Search the data for the word "Option". Reproduce every line where it is found.
*** Opening of Working data ***
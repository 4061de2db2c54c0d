//! Chroma REST client (v1 API).
//!
//! The collection id is resolved once via get-or-create and cached.

use std::sync::Arc;
use std::time::Duration;

use reqwest::Client;
use serde::{Deserialize, Serialize};
use serde_json::{Map, Value};
use tokio::sync::OnceCell;
use tracing::debug;

use super::{Document, ScoredDocument, VectorError, check_status};
use crate::embeddings::Embedding;

#[derive(Debug, Clone)]
pub struct ChromaStore {
    client: Client,
    base_url: String,
    collection: String,
    api_key: Option<String>,
    collection_id: Arc<OnceCell<String>>,
}

impl ChromaStore {
    pub fn new(
        base_url: String,
        collection: String,
        api_key: Option<String>,
        timeout_seconds: u64,
    ) -> Result<Self, VectorError> {
        let client = Client::builder()
            .timeout(Duration::from_secs(timeout_seconds))
            .build()
            .map_err(|e| VectorError::Request(format!("failed to build HTTP client: {e}")))?;
        Ok(Self {
            client,
            base_url: base_url.trim_end_matches('/').to_string(),
            collection,
            api_key,
            collection_id: Arc::new(OnceCell::new()),
        })
    }

    fn post(&self, path: &str) -> reqwest::RequestBuilder {
        let req = self.client.post(format!("{}/api/v1{path}", self.base_url));
        match &self.api_key {
            Some(key) => req.header("X-Chroma-Token", key),
            None => req,
        }
    }

    async fn collection_id(&self) -> Result<&str, VectorError> {
        self.collection_id
            .get_or_try_init(|| async {
                let response = self
                    .post("/collections")
                    .json(&CreateCollection {
                        name: &self.collection,
                        get_or_create: true,
                    })
                    .send()
                    .await
                    .map_err(|e| VectorError::Request(format!("chroma collection: {e}")))?;
                let parsed: Collection = check_status("chroma", response)
                    .await?
                    .json()
                    .await
                    .map_err(|e| VectorError::Request(format!("chroma collection response: {e}")))?;
                debug!(collection = %self.collection, id = %parsed.id, "chroma collection ready");
                Ok(parsed.id)
            })
            .await
            .map(String::as_str)
    }

    pub async fn upsert(
        &self,
        docs: &[Document],
        embeddings: &[Embedding],
    ) -> Result<usize, VectorError> {
        let id = self.collection_id().await?;
        let body = AddRequest {
            ids: docs
                .iter()
                .map(|_| uuid::Uuid::new_v4().to_string())
                .collect(),
            embeddings,
            documents: docs.iter().map(|d| d.page_content.as_str()).collect(),
            metadatas: docs.iter().map(|d| &d.metadata).collect(),
        };
        let response = self
            .post(&format!("/collections/{id}/add"))
            .json(&body)
            .send()
            .await
            .map_err(|e| VectorError::Request(format!("chroma add: {e}")))?;
        check_status("chroma", response).await?;
        Ok(docs.len())
    }

    pub async fn query(
        &self,
        embedding: &[f32],
        k: usize,
    ) -> Result<Vec<ScoredDocument>, VectorError> {
        let id = self.collection_id().await?;
        let body = QueryRequest {
            query_embeddings: [embedding],
            n_results: k,
            include: ["documents", "metadatas", "distances"],
        };
        let response = self
            .post(&format!("/collections/{id}/query"))
            .json(&body)
            .send()
            .await
            .map_err(|e| VectorError::Request(format!("chroma query: {e}")))?;
        let parsed: QueryResponse = check_status("chroma", response)
            .await?
            .json()
            .await
            .map_err(|e| VectorError::Request(format!("chroma query response: {e}")))?;
        Ok(from_query(parsed))
    }
}

/// Chroma answers one row per query embedding; only the first is used.
/// Distances convert to a similarity where higher is closer.
fn from_query(parsed: QueryResponse) -> Vec<ScoredDocument> {
    let documents = parsed.documents.into_iter().next().unwrap_or_default();
    let mut metadatas = parsed
        .metadatas
        .and_then(|m| m.into_iter().next())
        .unwrap_or_default()
        .into_iter();
    let mut distances = parsed
        .distances
        .and_then(|d| d.into_iter().next())
        .unwrap_or_default()
        .into_iter();

    documents
        .into_iter()
        .filter_map(|text| {
            let metadata = metadatas.next().flatten().unwrap_or_default();
            let distance = distances.next().unwrap_or(0.0);
            text.map(|page_content| ScoredDocument {
                document: Document {
                    page_content,
                    metadata,
                },
                score: 1.0 - distance,
            })
        })
        .collect()
}

// ── Private wire types ────────────────────────────────────────────────────────

#[derive(Debug, Serialize)]
struct CreateCollection<'a> {
    name: &'a str,
    get_or_create: bool,
}

#[derive(Debug, Deserialize)]
struct Collection {
    id: String,
}

#[derive(Debug, Serialize)]
struct AddRequest<'a> {
    ids: Vec<String>,
    embeddings: &'a [Embedding],
    documents: Vec<&'a str>,
    metadatas: Vec<&'a Map<String, Value>>,
}

#[derive(Debug, Serialize)]
struct QueryRequest<'a> {
    query_embeddings: [&'a [f32]; 1],
    n_results: usize,
    include: [&'static str; 3],
}

#[derive(Debug, Deserialize)]
struct QueryResponse {
    #[serde(default)]
    documents: Vec<Vec<Option<String>>>,
    #[serde(default)]
    metadatas: Option<Vec<Vec<Option<Map<String, Value>>>>>,
    #[serde(default)]
    distances: Option<Vec<Vec<f32>>>,
}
*** Close of Working data ***
Response for this exercise:
    api_key: Option<String>,
        api_key: Option<String>,
    documents: Vec<Vec<Option<String>>>,
    metadatas: Option<Vec<Vec<Option<Map<String, Value>>>>>,
    distances: Option<Vec<Vec<f32>>>,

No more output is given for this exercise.